Here's how I built the database.

Download the data from https://github.com/artsmia/collection and unzip it here.  That makes a directory called `collection-main` that has an '`object` subdirectory with a json file for each object. They're arranged in numbered sub-sub-directories, so we'll need to get all of those. Because of how the json files a structured, `pandas` didn't do what I wanted.  So I fell back on the `json` library. I also didn't want to keep every single column (the `see_also` was causing problems)

In [None]:
import pandas as pd
import json
import glob
import os

# columns to keep
keys = ['accession_number', 'artist', 'life_date', 'title', 'classification', 'department', 'continent', 'country', 'culture',
        'creditline', 'dated', 'description', 'dimensions', 'medium', 'style', 'text', 
        'markings', 'room']


# And a function to process the files, only keeping the requested columns
def get_data(filename):
    with open(filename) as f:
        temp = json.load(f)
    return {k: temp.get(k) for k in keys}

# The json parse 
def is_non_empty(filename):
    return os.stat(filename).st_size > 0

It seemed simplest to use `pandas` to convert it into a sql table here.

In [None]:
parsed = [get_data(x) for x in glob.glob('collection-main/objects/*/*.json') if is_non_empty(x)]
df = pd.DataFrame(parsed)

In [None]:
import sqlalchemy

engine = sqlalchemy.create_engine('postgresql://rich:testpass@localhost:5432/art')
connection = engine.connect()

df.to_sql('mia', connection)

If you're going to do this yourself, you may find it easier to work in `sqlite` instead of setting up a `postgres` server on your laptop.
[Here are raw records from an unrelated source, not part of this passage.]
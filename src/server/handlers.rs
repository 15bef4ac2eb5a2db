//! HTTP request handlers for the barcode API.
//!
//! # Endpoints
//!
//! - `GET /` - Service description
//! - `GET /health` - Health check endpoint
//! - `POST /generate-qr` - Render a QR code as PNG
//! - `POST /generate-barcode` - Render a linear barcode as PNG

use std::collections::BTreeMap;
use std::sync::Arc;

use axum::{
    extract::State,
    http::{header, HeaderValue, StatusCode},
    response::{IntoResponse, Response},
    Json,
};
use bytes::Bytes;
use serde::Serialize;
use tracing::{error, info, warn};

use crate::error::{ApiError, EncodeError, ValidationError};
use crate::symbol::RenderService;

use super::extract::ApiJson;
use super::requests::{BarcodeRequest, QrCodeRequest};

// =============================================================================
// Application State
// =============================================================================

/// Shared application state containing the render service.
///
/// This is passed to all handlers via Axum's State extractor.
#[derive(Clone)]
pub struct AppState {
    pub render_service: Arc<RenderService>,
}

impl AppState {
    pub fn new(render_service: RenderService) -> Self {
        Self {
            render_service: Arc::new(render_service),
        }
    }
}

// =============================================================================
// Response Types
// =============================================================================

/// JSON error response returned for all error conditions.
#[derive(Debug, Serialize)]
pub struct ErrorResponse {
    /// Human-readable error message
    pub detail: String,

    /// Error kind (e.g., "invalid_request", "invalid_data")
    pub error: String,
}

impl ErrorResponse {
    pub fn new(error: impl Into<String>, detail: impl Into<String>) -> Self {
        Self {
            detail: detail.into(),
            error: error.into(),
        }
    }
}

/// Health check response.
#[derive(Debug, Serialize)]
pub struct HealthResponse {
    /// Service status
    pub status: String,

    /// Service version
    pub version: String,
}

/// Service description returned by `GET /`.
#[derive(Debug, Serialize)]
pub struct RootResponse {
    pub message: &'static str,
    pub version: &'static str,

    /// Path to "METHOD - description"
    pub endpoints: BTreeMap<&'static str, &'static str>,
}

// =============================================================================
// Error Mapping
// =============================================================================

/// Convert ApiError to HTTP response.
///
/// - 4xx errors are logged at WARN level (client errors)
/// - 5xx errors are logged at ERROR level (server errors)
impl IntoResponse for ApiError {
    fn into_response(self) -> Response {
        let (status, error_type) = match &self {
            ApiError::Validation(_) => (StatusCode::BAD_REQUEST, "invalid_request"),

            ApiError::Qr(EncodeError::ImageTooLarge { .. })
            | ApiError::Barcode {
                error: EncodeError::ImageTooLarge { .. },
                ..
            } => (StatusCode::BAD_REQUEST, "invalid_request"),

            ApiError::Barcode {
                error: EncodeError::InvalidData(_),
                ..
            } => (StatusCode::BAD_REQUEST, "invalid_data"),

            ApiError::Qr(_) | ApiError::Barcode { .. } => {
                (StatusCode::INTERNAL_SERVER_ERROR, "encoding_error")
            }

            ApiError::Busy => (StatusCode::SERVICE_UNAVAILABLE, "busy"),
            ApiError::Timeout(_) => (StatusCode::SERVICE_UNAVAILABLE, "timeout"),
            ApiError::Task(_) => (StatusCode::INTERNAL_SERVER_ERROR, "internal_error"),
        };

        let message = match &self {
            ApiError::Barcode {
                barcode_type,
                error: EncodeError::InvalidData(cause),
            } => format!(
                "Invalid data for barcode type '{}': {}. Please check data format and length.",
                barcode_type, cause
            ),
            other => other.to_string(),
        };

        if status.is_server_error() {
            error!(
                error_type = error_type,
                status = status.as_u16(),
                "Server error: {}",
                message
            );
        } else {
            warn!(
                error_type = error_type,
                status = status.as_u16(),
                "Client error: {}",
                message
            );
        }

        (status, Json(ErrorResponse::new(error_type, message))).into_response()
    }
}

// =============================================================================
// Handlers
// =============================================================================

/// Handle the root request.
///
/// # Endpoint
///
/// `GET /`
///
/// # Response
///
/// `200 OK` with a fixed JSON document naming the service and its endpoints.
pub async fn root_handler() -> Json<RootResponse> {
    let endpoints = BTreeMap::from([
        ("/generate-qr", "POST - Generate a QR Code"),
        ("/generate-barcode", "POST - Generate a Barcode"),
        ("/health", "GET - Health check"),
    ]);

    Json(RootResponse {
        message: "Welcome to the Barcode/QR Code Generator API!",
        version: env!("CARGO_PKG_VERSION"),
        endpoints,
    })
}

/// Handle health check requests.
///
/// # Endpoint
///
/// `GET /health`
///
/// # Response
///
/// `200 OK` with JSON body:
/// ```json
/// {
///   "status": "healthy",
///   "version": "0.1.0"
/// }
/// ```
pub async fn health_handler() -> Json<HealthResponse> {
    Json(HealthResponse {
        status: "healthy".to_string(),
        version: env!("CARGO_PKG_VERSION").to_string(),
    })
}

/// Handle QR code requests.
///
/// # Endpoint
///
/// `POST /generate-qr`
///
/// # Response
///
/// - `200 OK`: PNG image with `Content-Disposition: inline; filename="..."`
/// - `400 Bad Request`: Malformed body or out-of-range parameter
/// - `500 Internal Server Error`: Data too long for a QR symbol, bad colour
/// - `503 Service Unavailable`: Too many concurrent renders, or timeout
pub async fn generate_qr_handler(
    State(state): State<AppState>,
    ApiJson(request): ApiJson<QrCodeRequest>,
) -> Result<Response, ApiError> {
    let job = request.into_job()?;

    let png = state.render_service.render_qr(job.spec).await?;
    info!(filename = %job.filename, bytes = png.len(), "Generated QR code");

    image_response(png, &job.filename)
}

/// Handle barcode requests.
///
/// # Endpoint
///
/// `POST /generate-barcode`
///
/// # Response
///
/// - `200 OK`: PNG image with `Content-Disposition: inline; filename="..."`
/// - `400 Bad Request`: Unsupported type, invalid data, bad option
/// - `500 Internal Server Error`: Rendering failed
/// - `503 Service Unavailable`: Too many concurrent renders, or timeout
pub async fn generate_barcode_handler(
    State(state): State<AppState>,
    ApiJson(request): ApiJson<BarcodeRequest>,
) -> Result<Response, ApiError> {
    let job = request.into_job()?;

    let png = state
        .render_service
        .render_barcode(job.barcode_type, job.data, job.layout)
        .await?;
    info!(
        barcode_type = %job.barcode_type,
        filename = %job.filename,
        bytes = png.len(),
        "Generated barcode"
    );

    image_response(png, &job.filename)
}

/// Build the `200 OK` PNG response.
///
/// The filename is placed in the header as given.
pub fn image_response(png: Bytes, filename: &str) -> Result<Response, ApiError> {
    let disposition =
        HeaderValue::from_bytes(format!("inline; filename=\"{}\"", filename).as_bytes())
            .map_err(|_| ValidationError::InvalidFilename(filename.to_string()))?;

    Ok((
        [
            (header::CONTENT_TYPE, HeaderValue::from_static("image/png")),
            (header::CONTENT_DISPOSITION, disposition),
        ],
        png,
    )
        .into_response())
}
If you do, you might need to adjust the `%s` we used to protect against SQL injection to a `?` (though it depends on the versions of everything).

Also, if you see the `pandas` above and think that you can use that to _read_ from the SQL database, you're correct.  However, it's a bit dangerous - if the table is too large, `pandas` will try to pull it down anyway and possibly crash your kernel.